“Routine testing ensures HIV-positive individuals are made aware of their status early before the disease progresses to AIDS,” said Dr. Stephanie Mayfield, commissioner of the state Department of Public Health, which is promoting the HIV testing and awareness events through mini-grants. “Testing remains one of the most critical and effective strategies for preventing transmission, ensuring good health outcomes, keeping service costs low and keeping infected individuals healthy.”
About 20 percent of people with HIV don’t even know they are infected, which is very problematic because these individuals are believed to transmit HIV to more than half of the people who become newly infected each year, and one-third of the people is diagnosed so late that they develop AIDS within one year, says the federal Centers for Disease Control and Prevention.
In 2010, 32 percent of Kentucky’s 7,751 HIV cases led to an AIDS diagnosis within 30 days of the initial infection, says a Cabinet for Health and Family Services release.
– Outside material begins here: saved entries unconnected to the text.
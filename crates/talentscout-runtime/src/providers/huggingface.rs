//! Hugging Face Inference API provider.
//!
//! One endpoint serves every hosted model: `POST {base_url}/models/{model}`
//! with the input text. Translation models answer with `translation_text`,
//! text-to-text models with `generated_text`.
//!
//! The HTTP call needs the `huggingface` feature. Without it the provider
//! still builds (so config and token handling stay testable) but every
//! inference returns [`ProviderError::NotConfigured`].

use super::{
    factory::ProviderFactory,
    secrets::{ApiToken, TokenSource},
    InferenceConfig, InferenceProvider, InferenceRequest, InferenceResponse, InferenceTask,
    ProviderError,
};
use async_trait::async_trait;
use serde::{Deserialize, Serialize};
use serde_json::Value as JsonValue;
use std::sync::Arc;
use std::time::Duration;

/// Environment variable holding the Hugging Face API token.
pub const HF_API_TOKEN_ENV: &str = "HF_API_TOKEN";

const DEFAULT_BASE_URL: &str = "https://api-inference.huggingface.co";
const TOKEN_NAME: &str = "Hugging Face API token";

/// Hosted-model provider backed by the Hugging Face Inference API.
pub struct HuggingFaceProvider {
    token: ApiToken,
    base_url: String,
}

impl std::fmt::Debug for HuggingFaceProvider {
    fn fmt(&self, f: &mut std::fmt::Formatter<'_>) -> std::fmt::Result {
        f.debug_struct("HuggingFaceProvider")
            .field("token", &self.token)
            .field("base_url", &self.base_url)
            .finish()
    }
}

impl HuggingFaceProvider {
    pub fn new(api_token: impl Into<String>) -> Self {
        Self {
            token: ApiToken::new(api_token, TokenSource::Programmatic, TOKEN_NAME),
            base_url: DEFAULT_BASE_URL.to_string(),
        }
    }

    /// Create from provider settings. `api_token` falls back to
    /// `HF_API_TOKEN`; `base_url` is optional.
    pub fn from_config(config: &JsonValue) -> Result<Self, ProviderError> {
        let token = ApiToken::from_config_or_env(config, "api_token", HF_API_TOKEN_ENV, TOKEN_NAME)?;

        let base_url = config["base_url"]
            .as_str()
            .unwrap_or(DEFAULT_BASE_URL)
            .trim_end_matches('/')
            .to_string();

        Ok(Self { token, base_url })
    }

    #[cfg_attr(not(feature = "huggingface"), allow(dead_code))]
    fn endpoint(&self, model: &str) -> String {
        format!("{}/models/{}", self.base_url, model)
    }

    #[cfg(feature = "huggingface")]
    fn client() -> &'static reqwest::Client {
        static CLIENT: std::sync::OnceLock<reqwest::Client> = std::sync::OnceLock::new();
        CLIENT.get_or_init(|| {
            reqwest::Client::builder()
                .build()
                .unwrap_or_else(|_| reqwest::Client::new())
        })
    }
}

#[derive(Debug, Serialize)]
struct HfRequest<'a> {
    inputs: &'a str,
    #[serde(skip_serializing_if = "Option::is_none")]
    parameters: Option<HfParameters>,
    options: HfOptions,
}

#[derive(Debug, Serialize)]
struct HfParameters {
    max_length: u32,
}

#[derive(Debug, Serialize)]
struct HfOptions {
    wait_for_model: bool,
}

#[derive(Debug, Deserialize)]
struct HfOutput {
    translation_text: Option<String>,
    generated_text: Option<String>,
}

#[derive(Debug, Deserialize)]
struct HfError {
    error: String,
    estimated_time: Option<f64>,
}

#[cfg_attr(not(feature = "huggingface"), allow(dead_code))]
fn request_body<'a>(request: &'a InferenceRequest, config: &InferenceConfig) -> HfRequest<'a> {
    HfRequest {
        inputs: &request.inputs,
        parameters: request.max_length.map(|max_length| HfParameters { max_length }),
        options: HfOptions {
            wait_for_model: config.wait_for_model,
        },
    }
}

/// Pull the output text for `task` out of a success body.
#[cfg_attr(not(feature = "huggingface"), allow(dead_code))]
fn parse_outputs(task: InferenceTask, body: &str) -> Result<String, ProviderError> {
    let outputs: Vec<HfOutput> =
        serde_json::from_str(body).map_err(|e| ProviderError::ParseError(e.to_string()))?;

    let first = outputs
        .into_iter()
        .next()
        .ok_or_else(|| ProviderError::ParseError("empty output list".to_string()))?;

    let text = match task {
        InferenceTask::Translation => first.translation_text,
        InferenceTask::Text2Text => first.generated_text,
    };

    text.ok_or_else(|| ProviderError::ParseError(format!("no {:?} output in response", task)))
}

/// Map a non-success status and body onto a provider error.
#[cfg_attr(not(feature = "huggingface"), allow(dead_code))]
fn parse_error(status: u16, model: &str, body: &str) -> ProviderError {
    let detail = serde_json::from_str::<HfError>(body).ok();

    match status {
        401 | 403 => ProviderError::AuthError,
        503 => ProviderError::ModelLoading {
            model: model.to_string(),
            estimated: detail
                .and_then(|d| d.estimated_time)
                .filter(|secs| secs.is_finite() && *secs >= 0.0)
                .map(Duration::from_secs_f64),
        },
        _ => ProviderError::ApiError {
            status,
            message: detail.map(|d| d.error).unwrap_or_else(|| body.to_string()),
        },
    }
}

#[async_trait]
impl InferenceProvider for HuggingFaceProvider {
    #[cfg(feature = "huggingface")]
    async fn infer(
        &self,
        request: InferenceRequest,
        config: &InferenceConfig,
    ) -> Result<InferenceResponse, ProviderError> {
        let body = request_body(&request, config);

        // Only place the token leaves its wrapper
        let response = Self::client()
            .post(self.endpoint(&request.model))
            .bearer_auth(self.token.expose())
            .timeout(config.timeout)
            .json(&body)
            .send()
            .await
            .map_err(|e| {
                if e.is_timeout() {
                    ProviderError::Timeout(config.timeout)
                } else {
                    ProviderError::HttpError(e.to_string())
                }
            })?;

        let status = response.status();

        if status == 429 {
            let retry_after = response
                .headers()
                .get("retry-after")
                .and_then(|v| v.to_str().ok())
                .and_then(|v| v.parse::<u64>().ok())
                .map(Duration::from_secs);
            return Err(ProviderError::RateLimited { retry_after });
        }

        let text = response
            .text()
            .await
            .map_err(|e| ProviderError::HttpError(e.to_string()))?;

        if !status.is_success() {
            return Err(parse_error(status.as_u16(), &request.model, &text));
        }

        Ok(InferenceResponse {
            text: parse_outputs(request.task, &text)?,
            model: request.model,
        })
    }

    #[cfg(not(feature = "huggingface"))]
    async fn infer(
        &self,
        _request: InferenceRequest,
        _config: &InferenceConfig,
    ) -> Result<InferenceResponse, ProviderError> {
        Err(ProviderError::NotConfigured(
            "Hugging Face provider requires 'huggingface' feature".to_string(),
        ))
    }

    async fn health_check(&self) -> bool {
        !self.token.is_empty()
    }

    fn name(&self) -> &str {
        "huggingface"
    }
}

/// Factory for [`HuggingFaceProvider`].
///
/// ```json
/// {
///   "api_token": "hf_...",        // optional, falls back to HF_API_TOKEN
///   "base_url": "https://..."     // optional
/// }
/// ```
pub struct HuggingFaceProviderFactory;

impl ProviderFactory for HuggingFaceProviderFactory {
    fn provider_type(&self) -> &'static str {
        "huggingface"
    }

    fn create(&self, config: &JsonValue) -> Result<Arc<dyn InferenceProvider>, ProviderError> {
        Ok(Arc::new(HuggingFaceProvider::from_config(config)?))
    }

    fn validate_config(&self, config: &JsonValue) -> Result<(), ProviderError> {
        if !ApiToken::is_available(config, "api_token", HF_API_TOKEN_ENV) {
            return Err(ProviderError::NotConfigured(format!(
                "{} required: set 'api_token' in config or {} env",
                TOKEN_NAME, HF_API_TOKEN_ENV
            )));
        }

        if let Some(url) = config["base_url"].as_str() {
            if !url.starts_with("http://") && !url.starts_with("https://") {
                return Err(ProviderError::NotConfigured(
                    "base_url must start with http:// or https://".to_string(),
                ));
            }
        }

        Ok(())
    }

    fn default_config(&self) -> JsonValue {
        serde_json::json!({ "base_url": DEFAULT_BASE_URL })
    }
}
This highlights the importance of routine testing, which the CDC recommends for everyone, regardless of risk factors, especially for all people age 13 to 64.
“A delay in diagnosing HIV is a life and death issue, with many individuals receiving a concurrent diagnosis of HIV/AIDS upon initial testing. Early intervention and linkage to care is critical to enhance the quality of life and reduce costs for treatment,” said Gayle Yocum, HIV/AIDS prevention section supervisor, in the CHFS release.
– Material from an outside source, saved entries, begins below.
//! Display masking for contact details.
//!
//! Masking is a display convenience, not encryption. Both functions expect
//! input that already passed the matching validator; anything else is a
//! caller bug that trips a `debug_assert!` and is clamped in release builds.

/// Redact the local part of an email address, keeping its first two
/// characters and the whole domain.
///
/// Local parts shorter than three characters collapse to a single `*`.
///
/// ```
/// use talentscout_core::mask_email;
/// assert_eq!(mask_email("johndoe@x.com"), "jo*****@x.com");
/// ```
pub fn mask_email(email: &str) -> String {
    debug_assert!(email.contains('@'), "mask_email called without '@'");

    let (local, domain) = email.split_once('@').unwrap_or((email, ""));
    let local_len = local.chars().count();

    let masked_local = if local_len < 3 {
        "*".to_string()
    } else {
        let visible: String = local.chars().take(2).collect();
        format!("{}{}", visible, "*".repeat(local_len - 2))
    };

    format!("{}@{}", masked_local, domain)
}

/// Redact all but the last four characters of a phone number.
///
/// ```
/// use talentscout_core::mask_phone;
/// assert_eq!(mask_phone("+919876543210"), "*********3210");
/// ```
pub fn mask_phone(phone: &str) -> String {
    let len = phone.chars().count();
    debug_assert!(len >= 4, "mask_phone called with fewer than 4 characters");

    let hidden = len.saturating_sub(4);
    let tail: String = phone.chars().skip(hidden).collect();
    format!("{}{}", "*".repeat(hidden), tail)
}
In Kentucky, HIV disproportionately affects racial minorities, particularly the African-American and Hispanic populations. Although African-Americans represent 7 percent of the state’s population, they account for 34 percent (2,884) of new HIV infections. Individuals who are at a higher risk for infection should be tested at least annually, including those with multiple sex partners, injection drug-users and their sex partners, people who exchange sex for money or drugs, men who have sex with men and sex partners of someone with HIV, says the CDC.
Kentucky testing sites
The Department of Public Health’s statewide network of HIV testing sites provide risk reduction counseling and helps individuals develop a behavior-change plan to reduce the risk of getting or spreading HIV. Here’s a list of the statewide events providing free HIV rapid testing in the next two weeks:
◾ June 17, free testing and education, 10:30 a.m. to 2 p.m., Salvation Army of Bowling Green, 400 W. Main Ave., Bowling Green.
◾ June 20, afternoon gospel fest, noon to 5 p.m., New Beginnings Church, 4127 Flintlock Drive, Louisville.
◾ June 22, church health fair, 10 a.m. to 5 p.m., Faith Fellowship, 727 S. 15th Street, Louisville.
◾ June 25, free testing, 11 a.m. to 3 p.m., 2106 St. Louis Ave., Louisville.
◾ June 28, free testing and education, 10 a.m. to 3 p.m., Housing Authority of Bowling Green, 247 Double Springs Road, Bowling Green.
◾ June 28, neighborhood test fest, 10 a.m. to 4 p.m., Nia Center, 2900 W. Broadway, Louisville.
◾ June 29, free testing, 11 a.m. to 1 p.m., Walgreens, 110 Town Center Dr., Lexington.
◾ June 29, free testing, 11 a.m. to 1 p.m., Crossings, 117 N. Limestone, Lexington.
◾ July 3, free testing, 8 p.m. to midnight, The Bar Complex, 224 E. Main Street, Lexington.